The four color theorem states that any map--a division of the plane into any number of regions--can be colored using no more than four colors in such a way that no two adjacent regions share the same color. The four color theorem is particularly notable for being the first major theorem proved by a computer. The conjecture that any map could be coloured using only four colours first appeared in a letter from Augustus De Morgan, professor of mathematics at the new University College London, to his friend William Rowan Hamilton, the famous Irish mathematician. It had been suggested to De Morgan by one of his students, Frederik Guthrie.The problem, so simply described, but so tantalizingly difficult to prove, caught the imagination of many mathematicians at the time. The application of mathematical induction to the problem was led after Arthur Cayley wrote the first paper on the conjecture. Fallacious proofs were given independently by Kempe and Tait. Both proofs were accepted for a decade but were later proven wrong by Heawood. The four colour theorem was then finally obtained by Appel and Haken in 1977, who constructed a computer-assisted proof that four colors were sufficient. However, because part of the proof consisted of an exhaustive analysis of many discrete cases by a computer, some mathematicians do not accept it. However, no flaws have yet been found, so the proof appears valid and the four colour theorem does exist.

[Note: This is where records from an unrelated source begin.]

//! In-memory publish/subscribe bus.
//!
//! Synchronous and single-threaded: `publish` runs every subscriber for the
//! event's kind to completion, in subscription order, before returning.
//! Handlers may publish follow-up events from inside `on_event`; those
//! dispatch depth-first. A handler error is caught at the publish boundary,
//! logged, and does not stop the remaining handlers.
//!
//! The bus is scoped to one logical simulation and is deliberately not
//! thread-safe (`Rc<RefCell<_>>` handles). Parallel backtests must each own
//! an independent bus/book/risk-engine instance.

use super::{Event, EventKind};
use log::{debug, error};
use std::cell::RefCell;
use std::collections::HashMap;
use std::rc::Rc;

/// Boxed error from a handler; the bus logs it and moves on.
pub type HandlerError = Box<dyn std::error::Error>;

/// A subscriber. One handler may subscribe to several event kinds and match
/// on the variant inside `on_event`.
pub trait EventHandler {
    /// Name used in dispatch-failure logs.
    fn name(&self) -> &str;

    fn on_event(&mut self, event: &Event, bus: &mut EventBus) -> Result<(), HandlerError>;
}

/// Shared handler handle as stored in the registry.
pub type SharedHandler = Rc<RefCell<dyn EventHandler>>;

/// Wrap a handler for subscription.
pub fn shared<H: EventHandler + 'static>(handler: H) -> Rc<RefCell<H>> {
    Rc::new(RefCell::new(handler))
}

/// Registry of event kind → ordered subscriber list.
#[derive(Default)]
pub struct EventBus {
    subscribers: HashMap<EventKind, Vec<SharedHandler>>,
}

impl EventBus {
    pub fn new() -> Self {
        Self::default()
    }

    /// Append a handler to the subscriber list for `kind`.
    pub fn subscribe(&mut self, kind: EventKind, handler: SharedHandler) {
        debug!("subscribed {} -> {:?}", handler.borrow().name(), kind);
        self.subscribers.entry(kind).or_default().push(handler);
    }

    /// Dispatch one event to its subscribers, in subscription order.
    ///
    /// Each handler runs to completion; a handler that publishes from inside
    /// `on_event` dispatches those events depth-first before the outer loop
    /// continues. Handler errors are logged and contained. A handler that is
    /// already borrowed (it published an event it also subscribes to) is
    /// skipped for that event, with the same containment.
    pub fn publish(&mut self, event: Event) {
        let handlers = self
            .subscribers
            .get(&event.kind())
            .cloned()
            .unwrap_or_default();

        for handler in handlers {
            match handler.try_borrow_mut() {
                Ok(mut guard) => {
                    if let Err(err) = guard.on_event(&event, self) {
                        error!(
                            "handler {} failed for {:?}: {err}",
                            guard.name(),
                            event.kind()
                        );
                    }
                }
                Err(_) => {
                    error!(
                        "handler re-entered while dispatching {:?}; skipped",
                        event.kind()
                    );
                }
            }
        }
    }

    pub fn publish_many(&mut self, events: Vec<Event>) {
        for event in events {
            self.publish(event);
        }
    }

    /// Number of subscribers for a kind.
    pub fn subscriber_count(&self, kind: EventKind) -> usize {
        self.subscribers.get(&kind).map_or(0, Vec::len)
    }
}

#[cfg(test)]
mod tests {
    use super::*;
    use crate::domain::{Bar, Order, OrderKind, OrderSide};
    use chrono::{TimeZone, Utc};

    fn tick() -> Event {
        Event::Tick(Bar::new(
            Utc.with_ymd_and_hms(2024, 1, 2, 0, 0, 0).unwrap(),
            "SPY",
            100.0,
            101.0,
            99.0,
            100.5,
            1_000.0,
        ))
    }

    /// Records the order it saw events in, tagged with its own label.
    struct Recorder {
        label: &'static str,
        seen: Rc<RefCell<Vec<&'static str>>>,
    }

    impl EventHandler for Recorder {
        fn name(&self) -> &str {
            self.label
        }

        fn on_event(&mut self, _event: &Event, _bus: &mut EventBus) -> Result<(), HandlerError> {
            self.seen.borrow_mut().push(self.label);
            Ok(())
        }
    }

    #[test]
    fn handlers_run_in_subscription_order() {
        let seen = Rc::new(RefCell::new(Vec::new()));
        let mut bus = EventBus::new();
        for label in ["first", "second", "third"] {
            bus.subscribe(
                EventKind::Tick,
                shared(Recorder {
                    label,
                    seen: seen.clone(),
                }),
            );
        }

        bus.publish(tick());
        assert_eq!(*seen.borrow(), vec!["first", "second", "third"]);
    }

    #[test]
    fn events_only_reach_their_kind() {
        let seen = Rc::new(RefCell::new(Vec::new()));
        let mut bus = EventBus::new();
        bus.subscribe(
            EventKind::OrderRequested,
            shared(Recorder {
                label: "requests",
                seen: seen.clone(),
            }),
        );

        bus.publish(tick());
        assert!(seen.borrow().is_empty());

        let order = Order::new("SPY", OrderSide::Buy, 1.0, OrderKind::Market);
        bus.publish(Event::OrderRequested {
            order,
            strategy_id: "s".into(),
        });
        assert_eq!(*seen.borrow(), vec!["requests"]);
    }

    struct Failing;

    impl EventHandler for Failing {
        fn name(&self) -> &str {
            "failing"
        }

        fn on_event(&mut self, _event: &Event, _bus: &mut EventBus) -> Result<(), HandlerError> {
            Err("boom".into())
        }
    }

    #[test]
    fn failing_handler_does_not_stop_the_rest() {
        let seen = Rc::new(RefCell::new(Vec::new()));
        let mut bus = EventBus::new();
        bus.subscribe(EventKind::Tick, shared(Failing));
        bus.subscribe(
            EventKind::Tick,
            shared(Recorder {
                label: "survivor",
                seen: seen.clone(),
            }),
        );

        bus.publish(tick());
        assert_eq!(*seen.borrow(), vec!["survivor"]);
    }

    /// On Tick, publishes an OrderRequested; checks depth-first dispatch.
    struct Chainer {
        seen: Rc<RefCell<Vec<&'static str>>>,
    }

    impl EventHandler for Chainer {
        fn name(&self) -> &str {
            "chainer"
        }

        fn on_event(&mut self, event: &Event, bus: &mut EventBus) -> Result<(), HandlerError> {
            if matches!(event, Event::Tick(_)) {
                self.seen.borrow_mut().push("chainer-before");
                let order = Order::new("SPY", OrderSide::Buy, 1.0, OrderKind::Market);
                bus.publish(Event::OrderRequested {
                    order,
                    strategy_id: "s".into(),
                });
                self.seen.borrow_mut().push("chainer-after");
            }
            Ok(())
        }
    }

    #[test]
    fn nested_publish_dispatches_depth_first() {
        let seen = Rc::new(RefCell::new(Vec::new()));
        let mut bus = EventBus::new();
        bus.subscribe(
            EventKind::Tick,
            shared(Chainer { seen: seen.clone() }),
        );
        bus.subscribe(
            EventKind::OrderRequested,
            shared(Recorder {
                label: "requests",
                seen: seen.clone(),
            }),
        );

        bus.publish(tick());
        assert_eq!(
            *seen.borrow(),
            vec!["chainer-before", "requests", "chainer-after"]
        );
    }
}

The four colour theorem plays a big part in our lives and one of its most notable applications is in the mobile phone masts, as these masts cover certain areas with some overlap, they can’t all transmit on the same frequency. The simplest solution to the problem was to ensure that no two masts that overlap each other have the same frequency and give them all different frequencies. But, as the government owns all frequencies and charges for each, the firms want to use the minimum possible number of frequencies. The area covered can be drawn as a map and different frequencies can be represented as colours and the four colour theorem can be applied. If this theorem did not exist then mobile phones would have been much more expensive and not everyone would be able to afford them. Another use of this theorem is in scheduling.Consider a University, where you are trying to schedule times for all of the final exams. Some students are taking more than one class, so you want to make sure they don't have two exams scheduled at the same time. However, you want your exam writing period to be as short as possible, to run as many exams concurrently as you can.You can represent this as a Graph coloring problem: you make 𝐺=(𝑉,𝐸) where each class is a vertex, and an edge between vertices any time a two classes contain the same student. Your colors will represent different exam time slots. The minimum number with which you can color that graph is the smallest number of timeslots you need to write all your exams.

I think that the four colour theorem is an essential part of our lives and has made it easier to live in the twenty-first century.